SOMEONE EXPRESSES SURPRISE

At my having remarked yesterday (with an evident sense of discovery) on something (the mediated persona) that I dealt with, extensively, as far back as IDORU.

Keep in mind that anyone who's read a novel of mine has read it much more recently than I have. I can't recall ever having reread anything of my own, in its entirety, after publication.

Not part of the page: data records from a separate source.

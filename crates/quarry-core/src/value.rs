//! # Property Values
//!
//! Dynamically typed values read from entity properties, and the declared
//! property types they are checked against.
//!
//! ## Value Families
//! ```text
//! ┌─────────────────────────────────────────────────────────────────────────┐
//! │                         Value vs ValueType                              │
//! │                                                                         │
//! │  ValueType (declared in Schema)     Value (read from an entity)        │
//! │  ──────────────────────────────     ───────────────────────────        │
//! │  Bool                          ◄──  Bool(true)                         │
//! │  Int                           ◄──  Int(42)                            │
//! │  Float                         ◄──  Float(1.5), Int(2) (widened)       │
//! │  Text                          ◄──  Text("Acme")                       │
//! │  Uuid                          ◄──  Uuid(..), Text("550e..") (parsed)  │
//! │  Timestamp                     ◄──  Timestamp(..), Text(RFC 3339)      │
//! │  Enum(["rock", "jazz"])        ◄──  Text("rock")                       │
//! │  Model(Artist::schema)         ◄──  Record({ "name": Text(..) })       │
//! │                                                                         │
//! │  Null is accepted by every type (optional properties).                 │
//! └─────────────────────────────────────────────────────────────────────────┘
//! ```

use std::borrow::Cow;
use std::cmp::Ordering;
use std::collections::BTreeMap;
use std::fmt;

use chrono::{DateTime, Utc};
use serde::{Deserialize, Serialize};
use uuid::Uuid;

use crate::model::Schema;

// =============================================================================
// Value
// =============================================================================

/// A property value.
///
/// Serializes to plain JSON: uuids and timestamps become strings, which
/// [`ValueType::coerce`] parses back when a typed property asks for them.
#[derive(Debug, Clone, PartialEq, Default, Serialize, Deserialize)]
#[serde(from = "serde_json::Value", into = "serde_json::Value")]
pub enum Value {
    #[default]
    Null,
    Bool(bool),
    Int(i64),
    Float(f64),
    Text(String),
    Uuid(Uuid),
    Timestamp(DateTime<Utc>),
    /// Nested model, keyed by property name.
    Record(BTreeMap<String, Value>),
    List(Vec<Value>),
}

impl Value {
    /// Returns true for `Null`.
    pub fn is_null(&self) -> bool {
        matches!(self, Value::Null)
    }

    /// Returns true for `Null` or a zero-length text.
    pub fn is_null_or_empty(&self) -> bool {
        match self {
            Value::Null => true,
            Value::Text(s) => s.is_empty(),
            _ => false,
        }
    }

    /// Short name of the value's family, used in error messages.
    pub fn type_name(&self) -> &'static str {
        match self {
            Value::Null => "null",
            Value::Bool(_) => "bool",
            Value::Int(_) => "int",
            Value::Float(_) => "float",
            Value::Text(_) => "text",
            Value::Uuid(_) => "uuid",
            Value::Timestamp(_) => "timestamp",
            Value::Record(_) => "record",
            Value::List(_) => "list",
        }
    }

    /// String view for text-like values (`contains` operates on this).
    pub fn as_text(&self) -> Option<Cow<'_, str>> {
        match self {
            Value::Text(s) => Some(Cow::Borrowed(s.as_str())),
            Value::Uuid(u) => Some(Cow::Owned(u.to_string())),
            _ => None,
        }
    }

    /// Compares two values of the same family.
    ///
    /// Ints and floats compare numerically. Returns `None` when the values
    /// are not comparable (different families, `Null`, records, lists).
    pub fn compare(&self, other: &Value) -> Option<Ordering> {
        match (self, other) {
            (Value::Bool(a), Value::Bool(b)) => Some(a.cmp(b)),
            (Value::Int(a), Value::Int(b)) => Some(a.cmp(b)),
            (Value::Float(a), Value::Float(b)) => a.partial_cmp(b),
            (Value::Int(a), Value::Float(b)) => (*a as f64).partial_cmp(b),
            (Value::Float(a), Value::Int(b)) => a.partial_cmp(&(*b as f64)),
            (Value::Text(a), Value::Text(b)) => Some(a.cmp(b)),
            (Value::Uuid(a), Value::Uuid(b)) => Some(a.cmp(b)),
            (Value::Timestamp(a), Value::Timestamp(b)) => Some(a.cmp(b)),
            _ => None,
        }
    }

    /// Equality used by predicates: numeric families compare by value,
    /// `Null` equals only `Null`.
    pub fn matches(&self, other: &Value) -> bool {
        match (self, other) {
            (Value::Null, Value::Null) => true,
            (Value::Record(a), Value::Record(b)) => a == b,
            (Value::List(a), Value::List(b)) => a == b,
            _ => self.compare(other) == Some(Ordering::Equal),
        }
    }

    /// Total order used for sorting.
    ///
    /// `Null` sorts first; values from different families are ordered by
    /// family so a sort never panics on heterogeneous data.
    pub fn sort_cmp(&self, other: &Value) -> Ordering {
        match (self, other) {
            (Value::Float(a), Value::Float(b)) => a.total_cmp(b),
            (Value::Int(a), Value::Float(b)) => (*a as f64).total_cmp(b),
            (Value::Float(a), Value::Int(b)) => a.total_cmp(&(*b as f64)),
            _ => match self.rank().cmp(&other.rank()) {
                Ordering::Equal => self.compare(other).unwrap_or(Ordering::Equal),
                unequal => unequal,
            },
        }
    }

    fn rank(&self) -> u8 {
        match self {
            Value::Null => 0,
            Value::Bool(_) => 1,
            Value::Int(_) | Value::Float(_) => 2,
            Value::Text(_) => 3,
            Value::Uuid(_) => 4,
            Value::Timestamp(_) => 5,
            Value::Record(_) => 6,
            Value::List(_) => 7,
        }
    }
}

impl fmt::Display for Value {
    fn fmt(&self, f: &mut fmt::Formatter<'_>) -> fmt::Result {
        match self {
            Value::Null => f.write_str("null"),
            Value::Bool(b) => write!(f, "{b}"),
            Value::Int(i) => write!(f, "{i}"),
            Value::Float(x) => write!(f, "{x}"),
            Value::Text(s) => write!(f, "\"{s}\""),
            Value::Uuid(u) => write!(f, "{u}"),
            Value::Timestamp(t) => write!(f, "{}", t.to_rfc3339()),
            Value::Record(_) | Value::List(_) => {
                write!(f, "{}", serde_json::Value::from(self.clone()))
            }
        }
    }
}

// -----------------------------------------------------------------------------
// Conversions
// -----------------------------------------------------------------------------

impl From<serde_json::Value> for Value {
    fn from(json: serde_json::Value) -> Self {
        match json {
            serde_json::Value::Null => Value::Null,
            serde_json::Value::Bool(b) => Value::Bool(b),
            serde_json::Value::Number(n) => match n.as_i64() {
                Some(i) => Value::Int(i),
                None => n.as_f64().map(Value::Float).unwrap_or(Value::Null),
            },
            serde_json::Value::String(s) => Value::Text(s),
            serde_json::Value::Array(items) => {
                Value::List(items.into_iter().map(Value::from).collect())
            }
            serde_json::Value::Object(map) => {
                Value::Record(map.into_iter().map(|(k, v)| (k, Value::from(v))).collect())
            }
        }
    }
}

impl From<Value> for serde_json::Value {
    fn from(value: Value) -> Self {
        match value {
            Value::Null => serde_json::Value::Null,
            Value::Bool(b) => serde_json::Value::Bool(b),
            Value::Int(i) => serde_json::Value::from(i),
            Value::Float(x) => serde_json::Number::from_f64(x)
                .map(serde_json::Value::Number)
                .unwrap_or(serde_json::Value::Null),
            Value::Text(s) => serde_json::Value::String(s),
            Value::Uuid(u) => serde_json::Value::String(u.to_string()),
            Value::Timestamp(t) => serde_json::Value::String(t.to_rfc3339()),
            Value::Record(map) => serde_json::Value::Object(
                map.into_iter()
                    .map(|(k, v)| (k, serde_json::Value::from(v)))
                    .collect(),
            ),
            Value::List(items) => {
                serde_json::Value::Array(items.into_iter().map(serde_json::Value::from).collect())
            }
        }
    }
}

impl From<bool> for Value {
    fn from(b: bool) -> Self {
        Value::Bool(b)
    }
}

impl From<i64> for Value {
    fn from(i: i64) -> Self {
        Value::Int(i)
    }
}

impl From<i32> for Value {
    fn from(i: i32) -> Self {
        Value::Int(i64::from(i))
    }
}

impl From<u32> for Value {
    fn from(i: u32) -> Self {
        Value::Int(i64::from(i))
    }
}

impl From<f64> for Value {
    fn from(x: f64) -> Self {
        Value::Float(x)
    }
}

impl From<&str> for Value {
    fn from(s: &str) -> Self {
        Value::Text(s.to_string())
    }
}

impl From<String> for Value {
    fn from(s: String) -> Self {
        Value::Text(s)
    }
}

impl From<&String> for Value {
    fn from(s: &String) -> Self {
        Value::Text(s.clone())
    }
}

impl From<Uuid> for Value {
    fn from(u: Uuid) -> Self {
        Value::Uuid(u)
    }
}

impl From<DateTime<Utc>> for Value {
    fn from(t: DateTime<Utc>) -> Self {
        Value::Timestamp(t)
    }
}

impl<T: Into<Value>> From<Option<T>> for Value {
    fn from(opt: Option<T>) -> Self {
        opt.map(Into::into).unwrap_or(Value::Null)
    }
}

// =============================================================================
// Value Type
// =============================================================================

/// Produces the schema of a nested model.
pub type SchemaFn = fn() -> Schema;

/// Declared type of a property.
#[derive(Clone, Copy)]
pub enum ValueType {
    Bool,
    Int,
    Float,
    Text,
    Uuid,
    Timestamp,
    /// Text restricted to a fixed set of variants.
    Enum(&'static [&'static str]),
    /// Nested model (embedded value or relation).
    Model(SchemaFn),
}

impl ValueType {
    /// Types that support `<`, `<=`, `>`, `>=`.
    pub fn is_comparable(&self) -> bool {
        matches!(self, ValueType::Int | ValueType::Float | ValueType::Timestamp)
    }

    /// Types whose values have a string form `contains` can search.
    pub fn is_textual(&self) -> bool {
        matches!(self, ValueType::Text | ValueType::Enum(_) | ValueType::Uuid)
    }

    /// Types that can terminate an order path.
    pub fn is_orderable(&self) -> bool {
        !matches!(self, ValueType::Model(_))
    }

    /// Returns the nested schema for model types.
    pub fn nested(&self) -> Option<Schema> {
        match self {
            ValueType::Model(schema) => Some(schema()),
            _ => None,
        }
    }

    /// Converts `value` into this type's canonical representation.
    ///
    /// Returns `None` if the value cannot represent this type. `Null` is
    /// always accepted.
    pub fn coerce(&self, value: Value) -> Option<Value> {
        match (self, value) {
            (_, Value::Null) => Some(Value::Null),
            (ValueType::Bool, v @ Value::Bool(_)) => Some(v),
            (ValueType::Int, v @ Value::Int(_)) => Some(v),
            (ValueType::Float, v @ Value::Float(_)) => Some(v),
            (ValueType::Float, Value::Int(i)) => Some(Value::Float(i as f64)),
            (ValueType::Text, v @ Value::Text(_)) => Some(v),
            (ValueType::Enum(variants), Value::Text(s)) => {
                variants.contains(&s.as_str()).then_some(Value::Text(s))
            }
            (ValueType::Uuid, v @ Value::Uuid(_)) => Some(v),
            (ValueType::Uuid, Value::Text(s)) => Uuid::parse_str(&s).ok().map(Value::Uuid),
            (ValueType::Timestamp, v @ Value::Timestamp(_)) => Some(v),
            (ValueType::Timestamp, Value::Text(s)) => DateTime::parse_from_rfc3339(&s)
                .ok()
                .map(|t| Value::Timestamp(t.with_timezone(&Utc))),
            (ValueType::Model(_), v @ Value::Record(_)) => Some(v),
            _ => None,
        }
    }
}

impl fmt::Display for ValueType {
    fn fmt(&self, f: &mut fmt::Formatter<'_>) -> fmt::Result {
        match self {
            ValueType::Bool => f.write_str("bool"),
            ValueType::Int => f.write_str("int"),
            ValueType::Float => f.write_str("float"),
            ValueType::Text => f.write_str("text"),
            ValueType::Uuid => f.write_str("uuid"),
            ValueType::Timestamp => f.write_str("timestamp"),
            ValueType::Enum(variants) => write!(f, "one of {variants:?}"),
            ValueType::Model(_) => f.write_str("model"),
        }
    }
}

impl fmt::Debug for ValueType {
    fn fmt(&self, f: &mut fmt::Formatter<'_>) -> fmt::Result {
        fmt::Display::fmt(self, f)
    }
}

// =============================================================================
// Unit Tests
// =============================================================================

But, also, now I think about it, IDORU was the last of my full-on I-don't-do-the-Internet freestyle extrapolations. When I wrote IDORU, I was still faxing my daily pages to friends for comment, and probably wasn't at all sure what websites *were*. ALL TOMORROW'S PARTIES was the first book I wrote as an email-using, web-searching, spam-accreting human. So I suspect that my unlikely-seeming wonderment at the democratization of mediated personae is about that awareness arriving, for me (as opposed to my Man Behind The Curtain) only just now.

SPEAKING OF FREESTYLE

The point-form notes on the CBC Radio taping, posted today, I find quite wonderful. Dreamlike. If I could get away with it, I'd be that gnomic in all of my public utterances, and could feel sort of like that back-alley fireplug that the Finn winds up getting downloaded to. (I *hope* that was the Finn. It's literally been so long since I've read that book that I'm no longer certain. And I'm perversely proud of the fact, too.)